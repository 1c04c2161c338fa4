//! Background sequence sources.
//!
//! A [`GenerativeModel`] produces batches of receptor sequences, optionally
//! with generation probabilities. Models are built from a
//! [`GenerativeModelConfig`] through a [`ModelRegistry`] that maps type names
//! to factory functions, and shared across simulation items through a
//! [`ModelCache`] that reuses models with the same identity.

mod experimental;
mod recombination;

pub use experimental::ExperimentalImport;
pub use recombination::{GeneSegment, RecombinationModel, RecombinationParameters};

use crate::base::{Chain, ReceptorSequence, RegionType, SequenceType};
use crate::errors::GenerationError;
use rayon::prelude::*;
use serde::{Deserialize, Serialize};
use std::collections::BTreeMap;
use std::fmt;
use std::sync::Arc;

/// What makes two model instances interchangeable.
#[derive(Debug, Clone, PartialEq, Eq, Hash)]
pub struct ModelIdentity {
    pub kind: &'static str,
    pub source: String,
    pub chain: Option<Chain>,
    pub detail: String,
}

/// A source of background receptor sequences.
pub trait GenerativeModel: Send + Sync + fmt::Debug {
    /// Human readable model name.
    fn name(&self) -> &str;

    fn identity(&self) -> ModelIdentity;

    /// Two models are the same if they would produce the same sequences.
    fn is_same(&self, other: &dyn GenerativeModel) -> bool {
        self.identity() == other.identity()
    }

    fn chain(&self) -> Option<Chain>;

    fn region_type(&self) -> RegionType;

    /// A handle with its own consumption state, for use by one item.
    ///
    /// Models that hand out each stored sequence at most once return a copy
    /// that shares the data but not the position. Stateless models return
    /// `None` and are shared as they are.
    fn item_handle(&self) -> Option<Arc<dyn GenerativeModel>> {
        None
    }

    /// Produce up to `count` sequences. The same seed gives the same batch.
    fn generate_sequences(
        &self,
        count: usize,
        seed: u64,
        sequence_type: SequenceType,
        compute_p_gen: bool,
    ) -> Result<Vec<ReceptorSequence>, GenerationError>;

    fn can_compute_p_gens(&self) -> bool;

    fn compute_p_gen(
        &self,
        sequence: &ReceptorSequence,
        sequence_type: SequenceType,
    ) -> Result<f64, GenerationError>;

    /// Generation probabilities for a batch, computed in parallel.
    fn compute_p_gens(
        &self,
        sequences: &[ReceptorSequence],
        sequence_type: SequenceType,
    ) -> Result<Vec<f64>, GenerationError> {
        sequences
            .par_iter()
            .map(|s| self.compute_p_gen(s, sequence_type))
            .collect()
    }

    fn can_generate_from_skewed_gene_models(&self) -> bool;

    /// Produce sequences using only the given V and J genes.
    ///
    /// Generation probabilities still refer to the unrestricted model.
    fn generate_from_skewed_gene_models(
        &self,
        v_genes: &[String],
        j_genes: &[String],
        seed: u64,
        batch_size: usize,
        sequence_type: SequenceType,
        compute_p_gen: bool,
    ) -> Result<Vec<ReceptorSequence>, GenerationError>;
}

/// Model definition as it appears in a configuration file.
///
/// `type` selects the factory; the remaining keys are handed to it.
#[derive(Debug, Clone, PartialEq, Serialize, Deserialize)]
pub struct GenerativeModelConfig {
    #[serde(rename = "type")]
    pub kind: String,
    #[serde(flatten)]
    pub params: serde_json::Map<String, serde_json::Value>,
}

impl GenerativeModelConfig {
    pub fn new(kind: impl Into<String>) -> Self {
        Self {
            kind: kind.into(),
            params: serde_json::Map::new(),
        }
    }

    pub fn with_param(mut self, key: &str, value: impl Into<serde_json::Value>) -> Self {
        self.params.insert(key.to_string(), value.into());
        self
    }

    /// Config for one of the built-in recombination models.
    pub fn recombination(default_model_name: &str) -> Self {
        Self::new("OLGA").with_param("default_model_name", default_model_name)
    }
}

/// Builds a model from the configuration parameters.
pub type ModelFactory =
    fn(&serde_json::Map<String, serde_json::Value>) -> Result<Arc<dyn GenerativeModel>, GenerationError>;

/// Closed mapping from model type name to factory.
#[derive(Debug, Clone)]
pub struct ModelRegistry {
    factories: BTreeMap<&'static str, ModelFactory>,
}

impl Default for ModelRegistry {
    fn default() -> Self {
        Self::with_defaults()
    }
}

impl ModelRegistry {
    pub fn empty() -> Self {
        Self {
            factories: BTreeMap::new(),
        }
    }

    /// Registry with every model type shipped in this crate.
    pub fn with_defaults() -> Self {
        let mut registry = Self::empty();
        registry.register("OLGA", RecombinationModel::from_params);
        registry.register("Recombination", RecombinationModel::from_params);
        registry.register("ExperimentalImport", ExperimentalImport::from_params);
        registry
    }

    pub fn register(&mut self, name: &'static str, factory: ModelFactory) {
        self.factories.insert(name, factory);
    }

    pub fn names(&self) -> impl Iterator<Item = &'static str> + '_ {
        self.factories.keys().copied()
    }

    pub fn build(&self, config: &GenerativeModelConfig) -> Result<Arc<dyn GenerativeModel>, GenerationError> {
        let factory = self
            .factories
            .get(config.kind.as_str())
            .ok_or_else(|| GenerationError::UnknownModel(config.kind.clone()))?;
        factory(&config.params)
    }
}

/// Shares models between simulation items.
///
/// Identical configurations are served without loading; otherwise a newly
/// built model is replaced by an existing one with the same identity.
#[derive(Debug, Default)]
pub struct ModelCache {
    registry: ModelRegistry,
    entries: Vec<(GenerativeModelConfig, Arc<dyn GenerativeModel>)>,
}

impl ModelCache {
    pub fn new(registry: ModelRegistry) -> Self {
        Self {
            registry,
            entries: Vec::new(),
        }
    }

    pub fn get_or_load(&mut self, config: &GenerativeModelConfig) -> Result<Arc<dyn GenerativeModel>, GenerationError> {
        if let Some((_, model)) = self.entries.iter().find(|(c, _)| c == config) {
            return Ok(Arc::clone(model));
        }

        let built = self.registry.build(config)?;
        let model = match self.entries.iter().find(|(_, m)| m.is_same(built.as_ref())) {
            Some((_, existing)) => Arc::clone(existing),
            None => built,
        };
        self.entries.push((config.clone(), Arc::clone(&model)));
        Ok(model)
    }

    /// Number of distinct models held.
    pub fn len(&self) -> usize {
        let mut distinct: Vec<&Arc<dyn GenerativeModel>> = Vec::new();
        for (_, model) in &self.entries {
            if !distinct.iter().any(|m| Arc::ptr_eq(m, model)) {
                distinct.push(model);
            }
        }
        distinct.len()
    }

    pub fn is_empty(&self) -> bool {
        self.entries.is_empty()
    }
}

******************************

What the task requires: Set all of the entries down again, exactly as they were given.

Task output:
repository 1c04c2161c338fa4
//! Background sequence sources.
//!
//! A [`GenerativeModel`] produces batches of receptor sequences, optionally
//! with generation probabilities. Models are built from a
//! [`GenerativeModelConfig`] through a [`ModelRegistry`] that maps type names
//! to factory functions, and shared across simulation items through a
//! [`ModelCache`] that reuses models with the same identity.

mod experimental;
mod recombination;

pub use experimental::ExperimentalImport;
pub use recombination::{GeneSegment, RecombinationModel, RecombinationParameters};

use crate::base::{Chain, ReceptorSequence, RegionType, SequenceType};
use crate::errors::GenerationError;
use rayon::prelude::*;
use serde::{Deserialize, Serialize};
use std::collections::BTreeMap;
use std::fmt;
use std::sync::Arc;

/// What makes two model instances interchangeable.
#[derive(Debug, Clone, PartialEq, Eq, Hash)]
pub struct ModelIdentity {
    pub kind: &'static str,
    pub source: String,
    pub chain: Option<Chain>,
    pub detail: String,
}

/// A source of background receptor sequences.
pub trait GenerativeModel: Send + Sync + fmt::Debug {
    /// Human readable model name.
    fn name(&self) -> &str;

    fn identity(&self) -> ModelIdentity;

    /// Two models are the same if they would produce the same sequences.
    fn is_same(&self, other: &dyn GenerativeModel) -> bool {
        self.identity() == other.identity()
    }

    fn chain(&self) -> Option<Chain>;

    fn region_type(&self) -> RegionType;

    /// A handle with its own consumption state, for use by one item.
    ///
    /// Models that hand out each stored sequence at most once return a copy
    /// that shares the data but not the position. Stateless models return
    /// `None` and are shared as they are.
    fn item_handle(&self) -> Option<Arc<dyn GenerativeModel>> {
        None
    }

    /// Produce up to `count` sequences. The same seed gives the same batch.
    fn generate_sequences(
        &self,
        count: usize,
        seed: u64,
        sequence_type: SequenceType,
        compute_p_gen: bool,
    ) -> Result<Vec<ReceptorSequence>, GenerationError>;

    fn can_compute_p_gens(&self) -> bool;

    fn compute_p_gen(
        &self,
        sequence: &ReceptorSequence,
        sequence_type: SequenceType,
    ) -> Result<f64, GenerationError>;

    /// Generation probabilities for a batch, computed in parallel.
    fn compute_p_gens(
        &self,
        sequences: &[ReceptorSequence],
        sequence_type: SequenceType,
    ) -> Result<Vec<f64>, GenerationError> {
        sequences
            .par_iter()
            .map(|s| self.compute_p_gen(s, sequence_type))
            .collect()
    }

    fn can_generate_from_skewed_gene_models(&self) -> bool;

    /// Produce sequences using only the given V and J genes.
    ///
    /// Generation probabilities still refer to the unrestricted model.
    fn generate_from_skewed_gene_models(
        &self,
        v_genes: &[String],
        j_genes: &[String],
        seed: u64,
        batch_size: usize,
        sequence_type: SequenceType,
        compute_p_gen: bool,
    ) -> Result<Vec<ReceptorSequence>, GenerationError>;
}

/// Model definition as it appears in a configuration file.
///
/// `type` selects the factory; the remaining keys are handed to it.
#[derive(Debug, Clone, PartialEq, Serialize, Deserialize)]
pub struct GenerativeModelConfig {
    #[serde(rename = "type")]
    pub kind: String,
    #[serde(flatten)]
    pub params: serde_json::Map<String, serde_json::Value>,
}

impl GenerativeModelConfig {
    pub fn new(kind: impl Into<String>) -> Self {
        Self {
            kind: kind.into(),
            params: serde_json::Map::new(),
        }
    }

    pub fn with_param(mut self, key: &str, value: impl Into<serde_json::Value>) -> Self {
        self.params.insert(key.to_string(), value.into());
        self
    }

    /// Config for one of the built-in recombination models.
    pub fn recombination(default_model_name: &str) -> Self {
        Self::new("OLGA").with_param("default_model_name", default_model_name)
    }
}

/// Builds a model from the configuration parameters.
pub type ModelFactory =
    fn(&serde_json::Map<String, serde_json::Value>) -> Result<Arc<dyn GenerativeModel>, GenerationError>;

/// Closed mapping from model type name to factory.
#[derive(Debug, Clone)]
pub struct ModelRegistry {
    factories: BTreeMap<&'static str, ModelFactory>,
}

impl Default for ModelRegistry {
    fn default() -> Self {
        Self::with_defaults()
    }
}

impl ModelRegistry {
    pub fn empty() -> Self {
        Self {
            factories: BTreeMap::new(),
        }
    }

    /// Registry with every model type shipped in this crate.
    pub fn with_defaults() -> Self {
        let mut registry = Self::empty();
        registry.register("OLGA", RecombinationModel::from_params);
        registry.register("Recombination", RecombinationModel::from_params);
        registry.register("ExperimentalImport", ExperimentalImport::from_params);
        registry
    }

    pub fn register(&mut self, name: &'static str, factory: ModelFactory) {
        self.factories.insert(name, factory);
    }

    pub fn names(&self) -> impl Iterator<Item = &'static str> + '_ {
        self.factories.keys().copied()
    }

    pub fn build(&self, config: &GenerativeModelConfig) -> Result<Arc<dyn GenerativeModel>, GenerationError> {
        let factory = self
            .factories
            .get(config.kind.as_str())
            .ok_or_else(|| GenerationError::UnknownModel(config.kind.clone()))?;
        factory(&config.params)
    }
}

/// Shares models between simulation items.
///
/// Identical configurations are served without loading; otherwise a newly
/// built model is replaced by an existing one with the same identity.
#[derive(Debug, Default)]
pub struct ModelCache {
    registry: ModelRegistry,
    entries: Vec<(GenerativeModelConfig, Arc<dyn GenerativeModel>)>,
}

impl ModelCache {
    pub fn new(registry: ModelRegistry) -> Self {
        Self {
            registry,
            entries: Vec::new(),
        }
    }

    pub fn get_or_load(&mut self, config: &GenerativeModelConfig) -> Result<Arc<dyn GenerativeModel>, GenerationError> {
        if let Some((_, model)) = self.entries.iter().find(|(c, _)| c == config) {
            return Ok(Arc::clone(model));
        }

        let built = self.registry.build(config)?;
        let model = match self.entries.iter().find(|(_, m)| m.is_same(built.as_ref())) {
            Some((_, existing)) => Arc::clone(existing),
            None => built,
        };
        self.entries.push((config.clone(), Arc::clone(&model)));
        Ok(model)
    }

    /// Number of distinct models held.
    pub fn len(&self) -> usize {
        let mut distinct: Vec<&Arc<dyn GenerativeModel>> = Vec::new();
        for (_, model) in &self.entries {
            if !distinct.iter().any(|m| Arc::ptr_eq(m, model)) {
                distinct.push(model);
            }
        }
        distinct.len()
    }

    pub fn is_empty(&self) -> bool {
        self.entries.is_empty()
    }
}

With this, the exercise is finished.